Aim of the task
Where a line of the records contains the word "TrueBranch", show that line.

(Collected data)
+++
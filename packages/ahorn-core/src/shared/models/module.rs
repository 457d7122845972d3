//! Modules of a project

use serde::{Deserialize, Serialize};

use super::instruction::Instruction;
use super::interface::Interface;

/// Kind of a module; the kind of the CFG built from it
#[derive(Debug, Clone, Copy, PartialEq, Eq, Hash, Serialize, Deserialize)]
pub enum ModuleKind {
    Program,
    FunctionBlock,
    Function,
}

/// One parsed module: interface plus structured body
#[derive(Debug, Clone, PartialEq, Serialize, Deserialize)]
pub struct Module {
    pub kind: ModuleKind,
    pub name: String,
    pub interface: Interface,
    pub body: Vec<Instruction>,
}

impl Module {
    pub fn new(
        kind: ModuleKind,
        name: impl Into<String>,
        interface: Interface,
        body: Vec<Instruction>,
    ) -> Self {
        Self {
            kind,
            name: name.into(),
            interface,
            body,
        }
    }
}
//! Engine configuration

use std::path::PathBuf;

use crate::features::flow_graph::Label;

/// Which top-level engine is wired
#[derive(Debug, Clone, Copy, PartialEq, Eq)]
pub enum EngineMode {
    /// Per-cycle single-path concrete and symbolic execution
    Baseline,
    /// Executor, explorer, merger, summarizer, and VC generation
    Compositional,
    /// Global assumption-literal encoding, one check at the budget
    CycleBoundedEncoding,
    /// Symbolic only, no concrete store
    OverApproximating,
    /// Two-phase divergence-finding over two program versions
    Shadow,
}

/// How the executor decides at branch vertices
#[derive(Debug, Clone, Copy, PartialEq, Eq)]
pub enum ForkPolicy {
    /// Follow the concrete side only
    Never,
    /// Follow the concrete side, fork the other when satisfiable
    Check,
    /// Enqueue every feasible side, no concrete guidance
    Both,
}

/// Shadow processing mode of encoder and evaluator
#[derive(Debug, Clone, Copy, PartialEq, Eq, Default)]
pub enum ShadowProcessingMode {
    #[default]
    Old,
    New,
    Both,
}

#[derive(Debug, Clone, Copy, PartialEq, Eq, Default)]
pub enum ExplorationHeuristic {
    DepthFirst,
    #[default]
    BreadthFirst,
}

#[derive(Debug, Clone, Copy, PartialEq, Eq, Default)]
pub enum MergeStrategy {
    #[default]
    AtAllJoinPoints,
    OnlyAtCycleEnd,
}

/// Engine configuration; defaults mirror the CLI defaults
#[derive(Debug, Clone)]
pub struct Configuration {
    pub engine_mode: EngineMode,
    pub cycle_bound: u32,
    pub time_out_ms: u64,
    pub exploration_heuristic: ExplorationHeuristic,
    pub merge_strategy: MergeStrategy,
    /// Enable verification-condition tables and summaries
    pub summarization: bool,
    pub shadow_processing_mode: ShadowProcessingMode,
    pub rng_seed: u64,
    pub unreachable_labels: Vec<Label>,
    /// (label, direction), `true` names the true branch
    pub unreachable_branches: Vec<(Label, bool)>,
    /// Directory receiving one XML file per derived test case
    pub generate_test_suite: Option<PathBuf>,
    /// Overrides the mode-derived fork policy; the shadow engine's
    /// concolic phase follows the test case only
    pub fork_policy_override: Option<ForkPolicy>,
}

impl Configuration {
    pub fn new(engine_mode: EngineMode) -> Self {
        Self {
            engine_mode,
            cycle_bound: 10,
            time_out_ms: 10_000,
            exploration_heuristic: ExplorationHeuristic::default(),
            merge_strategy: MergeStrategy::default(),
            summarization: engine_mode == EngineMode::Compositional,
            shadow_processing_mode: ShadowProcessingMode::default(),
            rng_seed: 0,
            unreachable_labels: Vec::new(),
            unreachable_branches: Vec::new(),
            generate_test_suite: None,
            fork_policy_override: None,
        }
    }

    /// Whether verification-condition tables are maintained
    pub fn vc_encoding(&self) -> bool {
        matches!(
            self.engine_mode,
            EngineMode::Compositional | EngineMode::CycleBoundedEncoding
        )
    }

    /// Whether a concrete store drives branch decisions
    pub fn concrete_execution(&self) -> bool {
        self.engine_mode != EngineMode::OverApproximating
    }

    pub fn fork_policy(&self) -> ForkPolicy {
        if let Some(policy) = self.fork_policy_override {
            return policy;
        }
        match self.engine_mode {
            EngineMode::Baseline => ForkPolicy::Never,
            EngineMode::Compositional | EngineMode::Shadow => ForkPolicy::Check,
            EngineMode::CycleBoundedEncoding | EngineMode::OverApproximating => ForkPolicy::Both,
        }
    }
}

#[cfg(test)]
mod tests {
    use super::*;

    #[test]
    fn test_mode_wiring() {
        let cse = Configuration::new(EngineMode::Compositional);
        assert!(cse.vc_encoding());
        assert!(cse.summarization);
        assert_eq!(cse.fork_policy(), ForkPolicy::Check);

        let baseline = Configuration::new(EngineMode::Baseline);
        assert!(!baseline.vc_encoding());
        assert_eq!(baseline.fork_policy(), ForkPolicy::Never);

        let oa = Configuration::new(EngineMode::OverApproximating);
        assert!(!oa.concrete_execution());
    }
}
+++
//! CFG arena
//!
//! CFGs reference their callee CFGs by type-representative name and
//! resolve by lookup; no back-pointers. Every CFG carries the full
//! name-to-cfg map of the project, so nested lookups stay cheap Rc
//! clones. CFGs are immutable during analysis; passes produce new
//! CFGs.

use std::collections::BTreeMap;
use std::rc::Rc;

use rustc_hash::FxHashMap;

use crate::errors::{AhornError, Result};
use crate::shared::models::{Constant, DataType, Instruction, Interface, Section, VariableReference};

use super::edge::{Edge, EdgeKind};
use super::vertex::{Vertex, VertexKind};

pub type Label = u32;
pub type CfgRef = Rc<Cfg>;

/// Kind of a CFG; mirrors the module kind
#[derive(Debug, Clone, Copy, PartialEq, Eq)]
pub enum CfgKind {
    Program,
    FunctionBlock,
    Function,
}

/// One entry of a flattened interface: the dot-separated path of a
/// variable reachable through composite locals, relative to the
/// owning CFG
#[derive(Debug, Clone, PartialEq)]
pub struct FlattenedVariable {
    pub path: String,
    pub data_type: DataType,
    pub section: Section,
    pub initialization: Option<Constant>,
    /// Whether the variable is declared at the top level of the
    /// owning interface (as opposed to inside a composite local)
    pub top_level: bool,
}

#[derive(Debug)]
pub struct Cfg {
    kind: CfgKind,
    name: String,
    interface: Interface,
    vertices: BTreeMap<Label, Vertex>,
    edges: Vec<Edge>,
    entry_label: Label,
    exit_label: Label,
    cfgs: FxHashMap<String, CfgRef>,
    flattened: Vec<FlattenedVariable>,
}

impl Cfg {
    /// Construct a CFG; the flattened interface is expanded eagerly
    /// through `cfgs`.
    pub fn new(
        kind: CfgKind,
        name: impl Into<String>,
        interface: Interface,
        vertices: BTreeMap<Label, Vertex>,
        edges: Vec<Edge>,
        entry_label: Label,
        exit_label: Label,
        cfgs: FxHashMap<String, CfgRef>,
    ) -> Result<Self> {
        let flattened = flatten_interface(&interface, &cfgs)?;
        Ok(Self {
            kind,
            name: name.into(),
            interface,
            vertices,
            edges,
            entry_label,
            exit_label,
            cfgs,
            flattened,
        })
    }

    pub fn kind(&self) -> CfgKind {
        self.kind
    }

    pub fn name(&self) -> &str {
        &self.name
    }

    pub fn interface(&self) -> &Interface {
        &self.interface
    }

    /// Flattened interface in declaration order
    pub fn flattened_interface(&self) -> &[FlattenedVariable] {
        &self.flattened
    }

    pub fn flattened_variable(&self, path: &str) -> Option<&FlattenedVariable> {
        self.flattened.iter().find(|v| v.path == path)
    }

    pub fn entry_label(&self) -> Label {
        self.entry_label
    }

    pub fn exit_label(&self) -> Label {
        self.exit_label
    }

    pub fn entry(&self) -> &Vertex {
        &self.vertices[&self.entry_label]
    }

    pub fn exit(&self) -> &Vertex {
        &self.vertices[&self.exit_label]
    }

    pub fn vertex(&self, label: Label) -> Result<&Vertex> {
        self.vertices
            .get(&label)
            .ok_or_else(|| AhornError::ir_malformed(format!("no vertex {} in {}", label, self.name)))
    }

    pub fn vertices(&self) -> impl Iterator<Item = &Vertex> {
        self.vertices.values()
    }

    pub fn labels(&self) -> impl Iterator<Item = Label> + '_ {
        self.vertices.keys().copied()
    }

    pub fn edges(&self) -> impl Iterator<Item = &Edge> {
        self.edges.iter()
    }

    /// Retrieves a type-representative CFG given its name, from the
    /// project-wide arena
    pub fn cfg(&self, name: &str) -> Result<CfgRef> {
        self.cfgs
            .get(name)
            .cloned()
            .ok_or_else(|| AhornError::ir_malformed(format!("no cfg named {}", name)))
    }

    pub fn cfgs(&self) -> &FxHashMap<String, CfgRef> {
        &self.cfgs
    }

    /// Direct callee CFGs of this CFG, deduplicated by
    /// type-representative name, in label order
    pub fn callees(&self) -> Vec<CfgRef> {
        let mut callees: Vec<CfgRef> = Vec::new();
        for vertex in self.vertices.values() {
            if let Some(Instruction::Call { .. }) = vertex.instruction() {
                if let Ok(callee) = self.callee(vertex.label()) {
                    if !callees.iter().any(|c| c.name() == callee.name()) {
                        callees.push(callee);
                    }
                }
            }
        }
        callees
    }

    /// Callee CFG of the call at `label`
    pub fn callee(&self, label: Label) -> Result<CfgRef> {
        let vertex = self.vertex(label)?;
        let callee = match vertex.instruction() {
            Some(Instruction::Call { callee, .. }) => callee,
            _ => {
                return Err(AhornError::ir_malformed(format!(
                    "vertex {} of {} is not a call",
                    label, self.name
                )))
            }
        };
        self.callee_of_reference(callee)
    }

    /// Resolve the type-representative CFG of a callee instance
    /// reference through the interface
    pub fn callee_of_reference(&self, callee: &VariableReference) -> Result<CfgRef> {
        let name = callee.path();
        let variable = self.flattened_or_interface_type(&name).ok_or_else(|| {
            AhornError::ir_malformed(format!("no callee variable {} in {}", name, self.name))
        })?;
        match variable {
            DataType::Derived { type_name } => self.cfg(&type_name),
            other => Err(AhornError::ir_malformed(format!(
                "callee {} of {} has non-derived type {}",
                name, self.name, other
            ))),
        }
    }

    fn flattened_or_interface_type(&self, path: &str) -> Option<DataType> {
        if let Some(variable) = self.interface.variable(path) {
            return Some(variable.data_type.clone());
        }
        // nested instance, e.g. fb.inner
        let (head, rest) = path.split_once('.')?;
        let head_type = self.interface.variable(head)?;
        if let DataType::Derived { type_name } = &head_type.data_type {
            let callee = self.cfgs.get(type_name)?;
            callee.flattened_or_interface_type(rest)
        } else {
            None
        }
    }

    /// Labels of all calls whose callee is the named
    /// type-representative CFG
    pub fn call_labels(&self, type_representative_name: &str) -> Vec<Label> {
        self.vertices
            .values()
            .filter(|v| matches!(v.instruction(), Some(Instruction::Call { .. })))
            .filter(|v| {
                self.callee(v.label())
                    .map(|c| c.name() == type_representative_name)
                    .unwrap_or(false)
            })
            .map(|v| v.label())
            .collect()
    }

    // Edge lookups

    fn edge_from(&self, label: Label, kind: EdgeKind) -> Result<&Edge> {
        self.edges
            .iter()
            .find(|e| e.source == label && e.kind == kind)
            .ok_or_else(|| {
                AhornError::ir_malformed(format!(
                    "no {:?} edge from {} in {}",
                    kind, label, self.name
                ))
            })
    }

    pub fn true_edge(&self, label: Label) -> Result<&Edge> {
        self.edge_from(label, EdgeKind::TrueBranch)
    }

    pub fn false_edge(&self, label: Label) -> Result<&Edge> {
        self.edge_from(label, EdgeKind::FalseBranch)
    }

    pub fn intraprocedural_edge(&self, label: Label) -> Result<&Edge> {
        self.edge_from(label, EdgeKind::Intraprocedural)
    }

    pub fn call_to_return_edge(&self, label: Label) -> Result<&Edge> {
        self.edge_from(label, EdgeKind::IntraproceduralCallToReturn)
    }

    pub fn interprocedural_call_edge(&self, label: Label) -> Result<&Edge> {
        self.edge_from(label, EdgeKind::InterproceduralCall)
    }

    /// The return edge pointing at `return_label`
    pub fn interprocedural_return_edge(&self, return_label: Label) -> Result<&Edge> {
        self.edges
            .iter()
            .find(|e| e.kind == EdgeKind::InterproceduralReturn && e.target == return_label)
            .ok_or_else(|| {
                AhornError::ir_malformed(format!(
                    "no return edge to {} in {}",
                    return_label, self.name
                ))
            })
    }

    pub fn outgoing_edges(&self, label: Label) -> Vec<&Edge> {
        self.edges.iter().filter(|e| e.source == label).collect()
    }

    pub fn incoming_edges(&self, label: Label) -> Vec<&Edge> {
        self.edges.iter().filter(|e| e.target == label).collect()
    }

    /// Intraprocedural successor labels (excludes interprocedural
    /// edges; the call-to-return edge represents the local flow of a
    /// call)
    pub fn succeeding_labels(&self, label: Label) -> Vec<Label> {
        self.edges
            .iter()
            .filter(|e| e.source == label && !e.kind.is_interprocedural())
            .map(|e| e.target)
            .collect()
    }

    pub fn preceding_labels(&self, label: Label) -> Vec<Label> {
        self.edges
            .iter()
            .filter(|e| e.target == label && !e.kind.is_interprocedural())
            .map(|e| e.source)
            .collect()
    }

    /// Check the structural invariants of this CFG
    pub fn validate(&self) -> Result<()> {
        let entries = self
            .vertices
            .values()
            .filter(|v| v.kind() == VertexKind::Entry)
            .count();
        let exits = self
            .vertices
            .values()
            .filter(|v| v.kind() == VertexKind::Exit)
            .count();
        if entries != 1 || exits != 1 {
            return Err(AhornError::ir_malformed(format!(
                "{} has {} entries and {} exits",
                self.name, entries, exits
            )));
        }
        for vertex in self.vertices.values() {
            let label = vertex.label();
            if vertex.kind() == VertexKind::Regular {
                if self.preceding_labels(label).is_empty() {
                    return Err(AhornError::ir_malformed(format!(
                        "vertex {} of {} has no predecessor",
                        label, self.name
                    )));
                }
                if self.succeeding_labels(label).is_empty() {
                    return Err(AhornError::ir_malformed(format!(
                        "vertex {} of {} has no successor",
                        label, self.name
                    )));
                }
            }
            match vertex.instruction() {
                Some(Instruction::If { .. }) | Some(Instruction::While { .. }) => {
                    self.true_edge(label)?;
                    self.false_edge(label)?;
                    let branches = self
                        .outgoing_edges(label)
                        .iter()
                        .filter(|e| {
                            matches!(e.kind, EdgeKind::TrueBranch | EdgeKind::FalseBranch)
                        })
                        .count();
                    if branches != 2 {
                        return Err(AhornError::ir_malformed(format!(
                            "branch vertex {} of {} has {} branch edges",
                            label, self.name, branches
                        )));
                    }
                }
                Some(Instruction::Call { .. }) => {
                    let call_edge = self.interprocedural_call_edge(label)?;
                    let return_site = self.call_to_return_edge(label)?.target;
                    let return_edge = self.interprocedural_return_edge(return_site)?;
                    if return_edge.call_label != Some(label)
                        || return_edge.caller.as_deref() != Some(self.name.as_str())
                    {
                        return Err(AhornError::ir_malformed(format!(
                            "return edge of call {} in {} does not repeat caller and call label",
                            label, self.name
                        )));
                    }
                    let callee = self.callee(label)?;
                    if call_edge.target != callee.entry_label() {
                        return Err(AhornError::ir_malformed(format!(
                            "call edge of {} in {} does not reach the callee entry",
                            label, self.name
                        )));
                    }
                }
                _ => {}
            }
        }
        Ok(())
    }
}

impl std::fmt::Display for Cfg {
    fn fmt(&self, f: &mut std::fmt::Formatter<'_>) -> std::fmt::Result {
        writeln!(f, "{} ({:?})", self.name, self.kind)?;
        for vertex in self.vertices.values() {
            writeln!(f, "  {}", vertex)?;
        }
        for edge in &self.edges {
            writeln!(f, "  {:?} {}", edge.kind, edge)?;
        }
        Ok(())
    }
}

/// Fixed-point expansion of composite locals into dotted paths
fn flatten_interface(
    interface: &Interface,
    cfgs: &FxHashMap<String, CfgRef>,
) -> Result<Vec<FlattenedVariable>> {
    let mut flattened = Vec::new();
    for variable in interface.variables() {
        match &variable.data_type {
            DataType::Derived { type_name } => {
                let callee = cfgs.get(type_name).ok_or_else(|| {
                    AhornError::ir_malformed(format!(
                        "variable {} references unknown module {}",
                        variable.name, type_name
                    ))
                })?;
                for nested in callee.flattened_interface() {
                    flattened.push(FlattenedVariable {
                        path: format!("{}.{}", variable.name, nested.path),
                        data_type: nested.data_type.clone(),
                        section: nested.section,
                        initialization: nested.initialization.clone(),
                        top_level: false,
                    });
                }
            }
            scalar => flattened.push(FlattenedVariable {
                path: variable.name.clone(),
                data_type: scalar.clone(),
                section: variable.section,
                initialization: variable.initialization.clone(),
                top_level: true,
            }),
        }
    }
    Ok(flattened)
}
+++
Answer box
        self.edge_from(label, EdgeKind::TrueBranch)
                            matches!(e.kind, EdgeKind::TrueBranch | EdgeKind::FalseBranch)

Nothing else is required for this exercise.